It would, indeed, have been a strange fact, had attention
not been paid to breeding, for the inheritance of good and
bad qualities is so obvious.
At the present time, eminent breeders try by methodical
selection, with a distinct object in view, to make a new strain
or sub-breed, superior to anything existing in the country.
But, for our purpose, a kind of Selection, which may be called
Unconscious, and which results from every one trying to possess
and breed from the best individual animals, is more important.
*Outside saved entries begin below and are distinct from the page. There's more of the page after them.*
use service_core::{
    axum::{extract::State, http::StatusCode, response::IntoResponse, Json},
    error::AppError,
};

use crate::{
    dtos::portal::{
        RefreshSessionRequest, SessionIdentityResponse, SessionResponse, ValidateSessionRequest,
        ValidateTokenRequest,
    },
    services::SessionGrant,
    utils::ValidatedJson,
    AppState,
};

fn session_response(grant: SessionGrant) -> SessionResponse {
    SessionResponse {
        email: grant.member.email.clone(),
        name: grant.member.name.clone(),
        role: grant.member.role(),
        session_token: grant.session_token,
        refresh_token: grant.refresh_token,
        expires_at: grant.expires_at,
    }
}

/// Redeem a magic link token for a session
///
/// Tokens stay redeemable until they expire, so opening the link twice works.
#[utoipa::path(
    post,
    path = "/portal/validate-token",
    request_body = ValidateTokenRequest,
    responses(
        (status = 200, description = "Session created", body = SessionResponse),
        (status = 400, description = "Invalid or expired token", body = ErrorResponse),
        (status = 403, description = "Email no longer on the allowlist", body = ErrorResponse),
        (status = 404, description = "Portal not found", body = ErrorResponse),
        (status = 422, description = "Validation error", body = ErrorResponse),
        (status = 500, description = "Internal server error", body = ErrorResponse)
    ),
    tag = "Portal Auth"
)]
pub async fn validate_token(
    State(state): State<AppState>,
    ValidatedJson(req): ValidatedJson<ValidateTokenRequest>,
) -> Result<impl IntoResponse, AppError> {
    let grant = state
        .portal_auth
        .validate_token(&req.token, &req.company_slug, &req.client_slug)
        .await?;

    Ok((StatusCode::OK, Json(session_response(grant))))
}

/// Validate a session token
///
/// Returns the member's current name and role, re-read from the allowlist.
#[utoipa::path(
    post,
    path = "/portal/validate-session",
    request_body = ValidateSessionRequest,
    responses(
        (status = 200, description = "Session valid", body = SessionIdentityResponse),
        (status = 400, description = "Invalid or expired session", body = ErrorResponse),
        (status = 403, description = "Member deactivated", body = ErrorResponse),
        (status = 404, description = "Portal not found", body = ErrorResponse),
        (status = 422, description = "Validation error", body = ErrorResponse),
        (status = 500, description = "Internal server error", body = ErrorResponse)
    ),
    tag = "Portal Auth"
)]
pub async fn validate_session(
    State(state): State<AppState>,
    ValidatedJson(req): ValidatedJson<ValidateSessionRequest>,
) -> Result<impl IntoResponse, AppError> {
    let member = state
        .portal_auth
        .validate_session(&req.session_token, &req.company_slug, &req.client_slug)
        .await?;

    Ok((
        StatusCode::OK,
        Json(SessionIdentityResponse {
            email: member.email.clone(),
            name: member.name.clone(),
            role: member.role(),
            company_slug: member.company_slug,
            client_slug: member.client_slug,
        }),
    ))
}

/// Exchange a refresh token for a new session
#[utoipa::path(
    post,
    path = "/portal/refresh-session",
    request_body = RefreshSessionRequest,
    responses(
        (status = 200, description = "New session created", body = SessionResponse),
        (status = 400, description = "Invalid or expired refresh token", body = ErrorResponse),
        (status = 403, description = "Member deactivated", body = ErrorResponse),
        (status = 422, description = "Validation error", body = ErrorResponse),
        (status = 500, description = "Internal server error", body = ErrorResponse)
    ),
    tag = "Portal Auth"
)]
pub async fn refresh_session(
    State(state): State<AppState>,
    ValidatedJson(req): ValidatedJson<RefreshSessionRequest>,
) -> Result<impl IntoResponse, AppError> {
    let grant = state.portal_auth.refresh_session(&req.refresh_token).await?;

    Ok((StatusCode::OK, Json(session_response(grant))))
}
use crate::error::AppError;
use config::{Config as Cfg, File};
use serde::Deserialize;

#[derive(Debug, Deserialize, Clone)]
pub struct Config {
    #[serde(default = "default_port")]
    pub port: u16,
}

fn default_port() -> u16 {
    8080
}

impl Config {
    pub fn load() -> Result<Self, AppError> {
        dotenvy::dotenv().ok();

        let config = Cfg::builder()
            .add_source(File::with_name("configuration").required(false))
            .add_source(config::Environment::with_prefix("APP").separator("__"))
            .build()?;

        Ok(config.try_deserialize()?)
    }
}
Thus, a man who intends keeping pointers naturally tries to
get as good dogs as he can, and afterwards breeds from his
own best dogs, but he has no wish or expectation of permanently
altering the breed. Nevertheless I cannot doubt that this
process, continued during centuries, would improve and modify
any breed, in the same way as Bakewell, Collins, &c.,
by this very same process, only carried on more methodically,
did greatly modify, even during their own lifetimes, the forms
and qualities of their cattle. Slow and insensible changes
of this kind could never be recognised unless actual measurements
or careful drawings of the breeds in question had been made
long ago, which might serve for comparison. In some cases,
however, unchanged or but little changed individuals of the
same breed may be found in less civilised districts, where
the breed has been less improved. There is reason to believe
that King Charles's spaniel has been unconsciously modified
to a large extent since the time of that monarch. Some highly
competent authorities are convinced that the setter is directly
derived from the spaniel, and has probably been slowly altered
from it. It is known that the English pointer has been greatly
changed within the last century, and in this case the change
has, it is believed, been chiefly effected by crosses with
the fox-hound; but what concerns us is, that the change has
been effected unconsciously and gradually, and yet so effectually,
that, though the old Spanish pointer certainly came from Spain,
Mr Barrow has not seen, as I am informed by him, any native
dog in Spain like our pointer.
By a similar process of selection, and by careful training,
the whole body of English racehorses have come to surpass
in fleetness and size the parent Arab stock, so that the latter,
by the regulations for the Goodwood Races, are favoured in
the weights they carry. Lord Spencer and others have shown
how the cattle of England have increased in weight and in
early maturity, compared with the stock formerly kept in this
country. By comparing the accounts given in old pigeon treatises
of carriers and tumblers with these breeds as now existing
in Britain, India, and Persia, we can, I think, clearly trace
the stages through which they have insensibly passed, and
come to differ so greatly from the rock-pigeon.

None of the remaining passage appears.